Baseada numa lenda bretã em torno da cidade de Ys, esta banda desenhada apresenta uma narrativa com contornos clássicos e detalhes mais modernos, contrastantes com o visual de estilo naive.
A história
Ys (também conhecida como Is, Kêr-is ou Vila de Ys) é uma cidade mítica na costa Britânica que terá sido engolida pelo oceano. A maioria das versões coloca a cidade na Baía de Douarnenez, em França. Teria, segundo as lendas, sido uma cidade grandiosa, rica em comércio e artes, com um palácio ricamente construído, protegida das águas por um dique. Quem teria as chaves do dique seria a filha do rei que acabaria por as abrir. Dependendo da versão, a jovem terá usado as chaves ora por amor (enganada por um suposto amante) ora por engano, ao estar embriagada.
Esta versão da história começa antes da criação da cidade, mostrando como uma feiticeira salva um príncipe, concedendo-lhe duas filhas e uma cidade fabulosa. No entanto, estas doações desgastam a feiticeira, que se vê envelhecer prematuramente, falecendo e deixando duas filhas muito jovens. Sem mãe, as duas crescem de forma muito diferente – a mais velha prefere deambular na natureza, traumatizada por ver o pai continuar a vida com outras mulheres; enquanto a mais nova assume as responsabilidades da corte, seduzindo homem após homem em noites de festa. Não se pense, no entanto, que estas seduções são românticas, escondendo antes o preço a pagar para a manutenção dos diques que protegem a cidade.
Crítica
A história afasta-se bastante do original, compondo-a numa história mais complexa, de relacionamentos familiares complicados e conferindo passado e continuidade às personagens da história original. Não conhecendo, antes da leitura do livro, as lendas em torno de Ys, posso dizer que The Daughters of Ys é compreensível sem qualquer introdução ou necessidade de leitura complementar.
O relacionamento entre o rei e a sua esposa feiticeira é, sem dúvida, interesseiro, revelando um rei egoísta e focado nas riquezas e maravilhas que pode ter nos seus domínios. Este egoísmo será, também, evidente, em partes posteriores da história, tanto quando se afasta de enfrentar o real custo dos diques, como no final pela forma como enfrenta as perdas expectáveis.

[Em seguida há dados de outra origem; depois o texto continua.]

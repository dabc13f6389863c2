// Copyright (C) 2013-2020 Blockstack PBC, a public benefit corporation
// Copyright (C) 2020-2024 Stacks Open Internet Foundation
//
// This program is free software: you can redistribute it and/or modify
// it under the terms of the GNU General Public License as published by
// the Free Software Foundation, either version 3 of the License, or
// (at your option) any later version.
//
// This program is distributed in the hope that it will be useful,
// but WITHOUT ANY WARRANTY; without even the implied warranty of
// MERCHANTABILITY or FITNESS FOR A PARTICULAR PURPOSE.  See the
// GNU General Public License for more details.
//
// You should have received a copy of the GNU General Public License
// along with this program.  If not, see <http://www.gnu.org/licenses/>.

//! SIP-018 signed structured data: the Clarity consensus encoding of the
//! handful of value types a signer message needs, plus the message hashing
//! and signing helpers built on it.

use std::collections::BTreeMap;

use pox_common::util::hash::Sha256Sum;
use pox_common::util::secp256k1::{MessageSignature, Secp256k1Error, Secp256k1PrivateKey};

/// Message prefix for signed structured data. "SIP018" in ascii
pub const STRUCTURED_DATA_PREFIX: [u8; 6] = [0x53, 0x49, 0x50, 0x30, 0x31, 0x38];

const TYPE_PREFIX_UINT: u8 = 0x01;
const TYPE_PREFIX_BUFFER: u8 = 0x02;
const TYPE_PREFIX_TUPLE: u8 = 0x0c;
const TYPE_PREFIX_STRING_ASCII: u8 = 0x0d;

#[derive(thiserror::Error, Debug, Clone, PartialEq, Eq)]
pub enum ValueError {
    #[error("string-ascii may only hold printable ASCII")]
    NonAsciiString,
    #[error("tuple field name {0:?} is empty or longer than 128 bytes")]
    BadFieldName(String),
}

#[derive(Debug, Clone, PartialEq, Eq)]
pub enum Value {
    UInt(u128),
    Buffer(Vec<u8>),
    StringASCII(Vec<u8>),
    Tuple(TupleData),
}

/// Tuple fields, kept sorted by name as the consensus encoding requires.
#[derive(Debug, Clone, PartialEq, Eq, Default)]
pub struct TupleData {
    data_map: BTreeMap<String, Value>,
}

impl TupleData {
    pub fn from_data(data: Vec<(&str, Value)>) -> Result<TupleData, ValueError> {
        let mut data_map = BTreeMap::new();
        for (name, value) in data {
            if name.is_empty() || name.len() > 128 {
                return Err(ValueError::BadFieldName(name.to_string()));
            }
            data_map.insert(name.to_string(), value);
        }
        Ok(TupleData { data_map })
    }

    pub fn get(&self, name: &str) -> Option<&Value> {
        self.data_map.get(name)
    }

    pub(crate) fn insert(&mut self, name: &'static str, value: Value) {
        self.data_map.insert(name.to_string(), value);
    }
}

impl From<TupleData> for Value {
    fn from(t: TupleData) -> Value {
        Value::Tuple(t)
    }
}

impl Value {
    pub fn string_ascii_from_bytes(bytes: Vec<u8>) -> Result<Value, ValueError> {
        if bytes.iter().all(|b| b.is_ascii_graphic() || *b == b' ') {
            Ok(Value::StringASCII(bytes))
        } else {
            Err(ValueError::NonAsciiString)
        }
    }

    /// Appends the consensus serialization of this value to `w`.
    pub fn serialize_write(&self, w: &mut Vec<u8>) {
        match self {
            Value::UInt(v) => {
                w.push(TYPE_PREFIX_UINT);
                w.extend_from_slice(&v.to_be_bytes());
            }
            Value::Buffer(bytes) => {
                w.push(TYPE_PREFIX_BUFFER);
                w.extend_from_slice(&(bytes.len() as u32).to_be_bytes());
                w.extend_from_slice(bytes);
            }
            Value::StringASCII(bytes) => {
                w.push(TYPE_PREFIX_STRING_ASCII);
                w.extend_from_slice(&(bytes.len() as u32).to_be_bytes());
                w.extend_from_slice(bytes);
            }
            Value::Tuple(tuple) => {
                w.push(TYPE_PREFIX_TUPLE);
                w.extend_from_slice(&(tuple.data_map.len() as u32).to_be_bytes());
                for (name, value) in tuple.data_map.iter() {
                    // field names are bounded to 128 bytes by TupleData::from_data
                    w.push(name.len() as u8);
                    w.extend_from_slice(name.as_bytes());
                    value.serialize_write(w);
                }
            }
        }
    }

    pub fn serialize_to_vec(&self) -> Vec<u8> {
        let mut bytes = vec![];
        self.serialize_write(&mut bytes);
        bytes
    }
}

pub fn structured_data_hash(value: &Value) -> Sha256Sum {
    Sha256Sum::from_data(&value.serialize_to_vec())
}

/// Generate a message hash for signing structured Clarity data.
/// Reference [SIP018](https://github.com/stacksgov/sips/blob/main/sips/sip-018/sip-018-signed-structured-data.md) for more information.
pub fn structured_data_message_hash(structured_data: &Value, domain: &Value) -> Sha256Sum {
    Sha256Sum::from_parts(&[
        STRUCTURED_DATA_PREFIX.as_ref(),
        structured_data_hash(domain).as_bytes(),
        structured_data_hash(structured_data).as_bytes(),
    ])
}

/// Sign structured Clarity data with a given private key.
pub fn sign_structured_data(
    structured_data: &Value,
    domain: &Value,
    private_key: &Secp256k1PrivateKey,
) -> Result<MessageSignature, Secp256k1Error> {
    let msg_hash = structured_data_message_hash(structured_data, domain);
    private_key.sign(msg_hash.as_bytes())
}

pub fn make_structured_data_domain(
    name: &str,
    version: &str,
    chain_id: u32,
) -> Result<Value, ValueError> {
    Ok(Value::Tuple(TupleData::from_data(vec![
        ("name", Value::string_ascii_from_bytes(name.into())?),
        ("version", Value::string_ascii_from_bytes(version.into())?),
        ("chain-id", Value::UInt(chain_id.into())),
    ])?))
}

pub mod pox4 {
    use pox_common::define_named_enum;

    use super::{
        structured_data_message_hash, MessageSignature, Secp256k1Error, Secp256k1PrivateKey,
        Sha256Sum, TupleData, Value,
    };
    use crate::address::PoxAddress;

    pub const POX_4_SIGNER_DOMAIN_NAME: &str = "pox-4-signer";
    pub const POX_4_SIGNER_DOMAIN_VERSION: &str = "1.0.0";

    define_named_enum!(Pox4SignatureTopic {
        StackStx("stack-stx"),
        AggregationCommit("agg-commit"),
        AggregationIncrease("agg-increase"),
        StackExtend("stack-extend"),
        StackIncrease("stack-increase"),
    });

    // topic names and the domain strings are fixed printable ASCII
    fn ascii(s: &'static str) -> Value {
        Value::StringASCII(s.as_bytes().to_vec())
    }

    pub fn make_pox_4_signed_data_domain(chain_id: u32) -> Value {
        Value::Tuple(TupleData {
            data_map: [
                ("name".to_string(), ascii(POX_4_SIGNER_DOMAIN_NAME)),
                ("version".to_string(), ascii(POX_4_SIGNER_DOMAIN_VERSION)),
                ("chain-id".to_string(), Value::UInt(chain_id.into())),
            ]
            .into_iter()
            .collect(),
        })
    }

    pub fn make_pox_4_signer_key_message_hash(
        pox_addr: &PoxAddress,
        reward_cycle: u128,
        topic: &Pox4SignatureTopic,
        chain_id: u32,
        period: u128,
        max_amount: u128,
        auth_id: u128,
    ) -> Sha256Sum {
        let domain_tuple = make_pox_4_signed_data_domain(chain_id);
        let data_tuple = Value::Tuple(TupleData {
            data_map: [
                ("pox-addr".to_string(), pox_addr.as_clarity_tuple().into()),
                ("reward-cycle".to_string(), Value::UInt(reward_cycle)),
                ("period".to_string(), Value::UInt(period)),
                ("topic".to_string(), ascii(topic.get_name_str())),
                ("auth-id".to_string(), Value::UInt(auth_id)),
                ("max-amount".to_string(), Value::UInt(max_amount)),
            ]
            .into_iter()
            .collect(),
        });
        structured_data_message_hash(&data_tuple, &domain_tuple)
    }

    /// Produce the 65-byte RSV signature a signer hands to a stacker.
    #[allow(clippy::too_many_arguments)]
    pub fn make_pox_4_signer_key_signature(
        pox_addr: &PoxAddress,
        signer_key: &Secp256k1PrivateKey,
        reward_cycle: u128,
        topic: &Pox4SignatureTopic,
        chain_id: u32,
        period: u128,
        max_amount: u128,
        auth_id: u128,
    ) -> Result<MessageSignature, Secp256k1Error> {
        let msg_hash = make_pox_4_signer_key_message_hash(
            pox_addr,
            reward_cycle,
            topic,
            chain_id,
            period,
            max_amount,
            auth_id,
        );
        signer_key.sign(msg_hash.as_bytes())
    }
}

#[cfg(test)]
mod test {
    use pox_common::consts::CHAIN_ID_TESTNET;
    use pox_common::util::hash::to_hex;

    use super::pox4::*;
    use super::*;
    use crate::address::PoxAddress;

    #[test]
    fn test_structured_data_serialization() {
        // Test against test vectors from SIP018
        let data = Value::string_ascii_from_bytes("Hello World".into()).unwrap();
        let msg_hash = structured_data_hash(&data);
        assert_eq!(
            to_hex(msg_hash.as_bytes()),
            "5297eef9765c466d945ad1cb2c81b30b9fed6c165575dc9226e9edf78b8cd9e8"
        );
    }

    #[test]
    fn test_message_prefix() {
        assert_eq!(to_hex(STRUCTURED_DATA_PREFIX.as_ref()), "534950303138");
    }

    #[test]
    fn test_structured_data_message_hash() {
        let domain = make_structured_data_domain("Test App", "1.0.0", 1).unwrap();
        let data = Value::string_ascii_from_bytes("Hello World".into()).unwrap();
        let msg_hash = structured_data_message_hash(&data, &domain);
        assert_eq!(
            to_hex(msg_hash.as_bytes()),
            "1bfdab6d4158313ce34073fbb8d6b0fc32c154d439def12247a0f44bb2225259"
        );
    }

    #[test]
    fn test_sign_structured_data() {
        let sk = Secp256k1PrivateKey::from_hex(
            "753b7cc01a1a2e86221266a154af739463fce51219d97e4f856cd7200c3bd2a601",
        )
        .unwrap();
        let domain = make_structured_data_domain("Test App", "1.0.0", 1).unwrap();
        let data = Value::string_ascii_from_bytes("Hello World".into()).unwrap();
        let signature = sign_structured_data(&data, &domain, &sk).unwrap();
        assert_eq!(
            to_hex(&signature.to_rsv()),
            "8b94e45701d857c9f1d1d70e8b2ca076045dae4920fb0160be0642a68cd78de072ab527b5c5277a593baeb2a8b657c216b99f7abb5d14af35b4bf12ba6460ba401"
        );
    }

    #[test]
    fn test_pox4_message_hash_fixture() {
        let pox_addr = PoxAddress::standard_burn_address();
        let msg_hash = make_pox_4_signer_key_message_hash(
            &pox_addr,
            1,
            &Pox4SignatureTopic::StackStx,
            CHAIN_ID_TESTNET,
            12,
            u128::MAX,
            111,
        );
        assert_eq!(
            to_hex(msg_hash.as_bytes()),
            "ec5b88aa81a96a6983c26cdba537a13d253425348ffc0ba6b07130869b025a2d"
        );
    }

    #[test]
    fn test_topic_names() {
        assert_eq!(
            Pox4SignatureTopic::lookup_by_name("agg-commit"),
            Some(Pox4SignatureTopic::AggregationCommit)
        );
        assert_eq!(Pox4SignatureTopic::StackExtend.to_string(), "stack-extend");
        assert_eq!(Pox4SignatureTopic::lookup_by_name("stack-everything"), None);
    }

    #[test]
    fn test_value_encoding() {
        assert_eq!(
            to_hex(&Value::UInt(1).serialize_to_vec()),
            "0100000000000000000000000000000001"
        );
        assert_eq!(
            to_hex(&Value::Buffer(vec![0xab]).serialize_to_vec()),
            "0200000001ab"
        );
        let tuple = TupleData::from_data(vec![("b", Value::UInt(0)), ("a", Value::Buffer(vec![]))])
            .unwrap();
        // fields are written in name order
        assert_eq!(
            to_hex(&Value::Tuple(tuple).serialize_to_vec()),
            "0c000000020161020000000001620100000000000000000000000000000000"
        );
        assert_eq!(
            Value::string_ascii_from_bytes(vec![0xff]),
            Err(ValueError::NonAsciiString)
        );
    }
}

Já o relacionamento entre as irmãs é de ressentimento. Por um lado, a irmã mais velha ressente-se com a sua visão do pai, afastando-se de tudo, e não percebendo a irmã mais nova que anda de baile em baile. Por sua vez, a irmã mais nova ressente-se por ter de executar o preço dos diques e ter de assumir as responsabilidades na corte.
Estes pesados relacionamentos familiares, a par com a existência de duas princesas (nas lendas originais é só uma) servem para tecer uma história de crescimento e drama, compondo a história, para além dos acontecimentos lineares do que decorre com a cidade.

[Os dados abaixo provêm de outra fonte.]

// Copyright (C) 2013-2020 Blockstack PBC, a public benefit corporation
// Copyright (C) 2020-2024 Stacks Open Internet Foundation
//
// This program is free software: you can redistribute it and/or modify
// it under the terms of the GNU General Public License as published by
// the Free Software Foundation, either version 3 of the License, or
// (at your option) any later version.
//
// This program is distributed in the hope that it will be useful,
// but WITHOUT ANY WARRANTY; without even the implied warranty of
// MERCHANTABILITY or FITNESS FOR A PARTICULAR PURPOSE.  See the
// GNU General Public License for more details.
//
// You should have received a copy of the GNU General Public License
// along with this program.  If not, see <http://www.gnu.org/licenses/>.

use std::fmt;

use pox_common::util::hash::{hex_bytes, to_hex};
use pox_common::util::HexError;
use serde::{Deserialize, Deserializer, Serialize, Serializer};

use crate::signed_structured_data::{TupleData, Value};

/// Highest address version a reward address may carry
pub const MAX_ADDRESS_VERSION: u8 = 6;
/// Versions up to this one carry a 20-byte hash; above it, 32 bytes
pub const MAX_ADDRESS_VERSION_BUFF_20: u8 = 4;

/// Reward address on the burnchain, kept as the opaque `(version, hashbytes)`
/// pair it is committed with. Versions 0-4 are the legacy hash modes
/// (p2pkh, p2sh, p2sh-p2wpkh, p2sh-p2wsh, p2wpkh); 5 and 6 are p2wsh and p2tr.
#[derive(Debug, Clone, PartialEq, Eq, Hash, PartialOrd, Ord, Serialize, Deserialize)]
pub struct PoxAddress {
    pub version: u8,
    #[serde(serialize_with = "hashbytes_serialize", deserialize_with = "hashbytes_deserialize")]
    pub hashbytes: Vec<u8>,
}

fn hashbytes_serialize<S: Serializer>(bytes: &[u8], s: S) -> Result<S::Ok, S::Error> {
    s.serialize_str(&to_hex(bytes))
}

fn hashbytes_deserialize<'de, D: Deserializer<'de>>(d: D) -> Result<Vec<u8>, D::Error> {
    let hex = String::deserialize(d)?;
    hex_bytes(&hex).map_err(serde::de::Error::custom)
}

impl PoxAddress {
    pub fn new(version: u8, hashbytes: Vec<u8>) -> PoxAddress {
        PoxAddress { version, hashbytes }
    }

    pub fn from_hex(version: u8, hashbytes_hex: &str) -> Result<PoxAddress, HexError> {
        Ok(PoxAddress::new(version, hex_bytes(hashbytes_hex)?))
    }

    /// p2pkh of the all-zeroes hash
    pub fn standard_burn_address() -> PoxAddress {
        PoxAddress::new(0, vec![0u8; 20])
    }

    pub fn is_valid(&self) -> bool {
        match self.version {
            0..=MAX_ADDRESS_VERSION_BUFF_20 => self.hashbytes.len() == 20,
            v if v <= MAX_ADDRESS_VERSION => self.hashbytes.len() == 32,
            _ => false,
        }
    }

    /// `{ version: (buff 1), hashbytes: (buff 32) }`
    pub fn as_clarity_tuple(&self) -> TupleData {
        let mut tuple = TupleData::default();
        tuple.insert("version", Value::Buffer(vec![self.version]));
        tuple.insert("hashbytes", Value::Buffer(self.hashbytes.clone()));
        tuple
    }
}

impl fmt::Display for PoxAddress {
    fn fmt(&self, f: &mut fmt::Formatter) -> fmt::Result {
        write!(f, "{:02x}:{}", self.version, to_hex(&self.hashbytes))
    }
}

Por detrás da manutenção da esplendorosa cidade encontramos um negro segredo. Se, com a feiticeira, as maravilhas derivavam da sua força vital, agora, sacrifícios devem ser feitos para manter os diques. Estes detalhes conferem algum lado negro à história, mas que, a meu ver, não possuem o mesmo peso que o egoísmo do rei.

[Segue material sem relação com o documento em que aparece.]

// Copyright (C) 2013-2020 Blockstack PBC, a public benefit corporation
// Copyright (C) 2020-2024 Stacks Open Internet Foundation
//
// This program is free software: you can redistribute it and/or modify
// it under the terms of the GNU General Public License as published by
// the Free Software Foundation, either version 3 of the License, or
// (at your option) any later version.
//
// This program is distributed in the hope that it will be useful,
// but WITHOUT ANY WARRANTY; without even the implied warranty of
// MERCHANTABILITY or FITNESS FOR A PARTICULAR PURPOSE.  See the
// GNU General Public License for more details.
//
// You should have received a copy of the GNU General Public License
// along with this program.  If not, see <http://www.gnu.org/licenses/>.

/// Define a "named" enum, i.e., each variant corresponds
///  to a string literal, with a 1-1 mapping. You get EnumType::lookup_by_name
///  and EnumType.get_name() for free.
#[macro_export]
macro_rules! define_named_enum {
    ($Name:ident { $($Variant:ident($VarName:literal),)* }) =>
    {
        #[derive(::serde::Serialize, ::serde::Deserialize, Debug, Hash, PartialEq, Eq, PartialOrd, Ord, Copy, Clone)]
        pub enum $Name {
            $(
                #[serde(rename = $VarName)]
                $Variant
            ),*,
        }
        impl $Name {
            pub const ALL: &'static [$Name] = &[$($Name::$Variant),*];
            pub const ALL_NAMES: &'static [&'static str] = &[$($VarName),*];

            pub fn lookup_by_name(name: &str) -> Option<Self> {
                match name {
                    $(
                        $VarName => Some($Name::$Variant),
                    )*
                    _ => None
                }
            }

            pub fn get_name(&self) -> String {
                self.get_name_str().to_string()
            }

            pub fn get_name_str(&self) -> &'static str {
                match self {
                    $(
                        $Name::$Variant => $VarName,
                    )*
                }
            }
        }
        impl ::std::fmt::Display for $Name {
            fn fmt(&self, f: &mut ::std::fmt::Formatter<'_>) -> ::std::fmt::Result {
                write!(f, "{}", self.get_name_str())
            }
        }
    }
}

/// Fixed-size array newtype with value semantics.
/// Ordering compares the bytes as written, so these can key ordered maps.
#[macro_export]
macro_rules! impl_array_newtype {
    ($thing:ident, $ty:ty, $len:expr) => {
        impl $thing {
            #[inline]
            pub fn len(&self) -> usize {
                $len
            }

            #[inline]
            pub fn is_empty(&self) -> bool {
                false
            }

            #[inline]
            pub fn as_bytes(&self) -> &[$ty; $len] {
                &self.0
            }

            #[inline]
            pub fn to_bytes(&self) -> [$ty; $len] {
                self.0
            }

            #[inline]
            pub fn into_bytes(self) -> [$ty; $len] {
                self.0
            }
        }

        impl ::std::ops::Index<usize> for $thing {
            type Output = $ty;

            #[inline]
            fn index(&self, index: usize) -> &$ty {
                &self.0[index]
            }
        }

        impl ::std::ops::Index<::std::ops::RangeFull> for $thing {
            type Output = [$ty];

            #[inline]
            fn index(&self, _: ::std::ops::RangeFull) -> &[$ty] {
                &self.0[..]
            }
        }

        impl PartialEq for $thing {
            #[inline]
            fn eq(&self, other: &$thing) -> bool {
                self.0[..] == other.0[..]
            }
        }

        impl Eq for $thing {}

        impl PartialOrd for $thing {
            #[inline]
            fn partial_cmp(&self, other: &$thing) -> Option<::std::cmp::Ordering> {
                Some(self.cmp(other))
            }
        }

        impl Ord for $thing {
            #[inline]
            fn cmp(&self, other: &$thing) -> ::std::cmp::Ordering {
                self.0[..].cmp(&other.0[..])
            }
        }

        impl Clone for $thing {
            #[inline]
            fn clone(&self) -> $thing {
                *self
            }
        }

        impl Copy for $thing {}

        impl ::std::hash::Hash for $thing {
            #[inline]
            fn hash<H>(&self, state: &mut H)
            where
                H: ::std::hash::Hasher,
            {
                (&self[..]).hash(state);
            }
        }
    };
}

#[macro_export]
macro_rules! impl_array_hexstring_fmt {
    ($thing:ident) => {
        impl ::std::fmt::Debug for $thing {
            fn fmt(&self, f: &mut ::std::fmt::Formatter) -> ::std::fmt::Result {
                write!(f, "{}", $crate::util::hash::to_hex(&self.0))
            }
        }
    };
}

#[macro_export]
macro_rules! impl_byte_array_newtype {
    ($thing:ident, $ty:ty, $len:expr) => {
        impl $thing {
            /// Instantiates from a hex string
            pub fn from_hex(hex_str: &str) -> Result<$thing, $crate::util::HexError> {
                let bytes = $crate::util::hash::hex_bytes(hex_str)?;
                $thing::from_bytes(&bytes).ok_or($crate::util::HexError::BadLength(hex_str.len()))
            }

            /// Instantiates from a slice of bytes
            pub fn from_bytes(inp: &[u8]) -> Option<$thing> {
                let bytes: [u8; $len] = inp.try_into().ok()?;
                Some($thing(bytes))
            }

            pub fn to_hex(&self) -> String {
                $crate::util::hash::to_hex(&self.0)
            }
        }
        impl std::fmt::Display for $thing {
            fn fmt(&self, f: &mut std::fmt::Formatter) -> std::fmt::Result {
                write!(f, "{}", self.to_hex())
            }
        }
        impl std::convert::AsRef<[u8]> for $thing {
            fn as_ref(&self) -> &[u8] {
                &self.0
            }
        }
        impl std::convert::From<[u8; $len]> for $thing {
            fn from(o: [u8; $len]) -> Self {
                Self(o)
            }
        }
    };
}

#[macro_export]
macro_rules! impl_byte_array_serde {
    ($thing:ident) => {
        impl serde::Serialize for $thing {
            fn serialize<S: serde::Serializer>(&self, s: S) -> Result<S::Ok, S::Error> {
                let inst = self.to_hex();
                s.serialize_str(inst.as_str())
            }
        }

        impl<'de> serde::Deserialize<'de> for $thing {
            fn deserialize<D: serde::Deserializer<'de>>(d: D) -> Result<$thing, D::Error> {
                let inst_str = <String as serde::Deserialize>::deserialize(d)?;
                $thing::from_hex(&inst_str).map_err(serde::de::Error::custom)
            }
        }
    };
}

Apesar de cruzar elementos tradicionais com elementos mais modernos, e de apresentar uma abordagem mais próxima das personagens, The Daughters of Ys tem algumas falhas narrativas. A caracterização das duas irmãs é algo cliché e a forma como se desenvolvem também e ainda que os clichés possam ser usados (porque funcionam), aqui a narrativa não consegue ir além da premissa que usa.
Conclusão
The Daughters of Ys é uma leitura mediana. Consegue tecer uma introdução interessante com a feiticeira e o estranho rei, mas desenvolve de forma expectável o relacionamento entre as filhas. Mesmo os elementos mais negros poderiam ter sido interessantes, mas a história segue o caminho previsível de personagens que não tomam o seu própria destino nas mãos. Em termos visuais é agradável.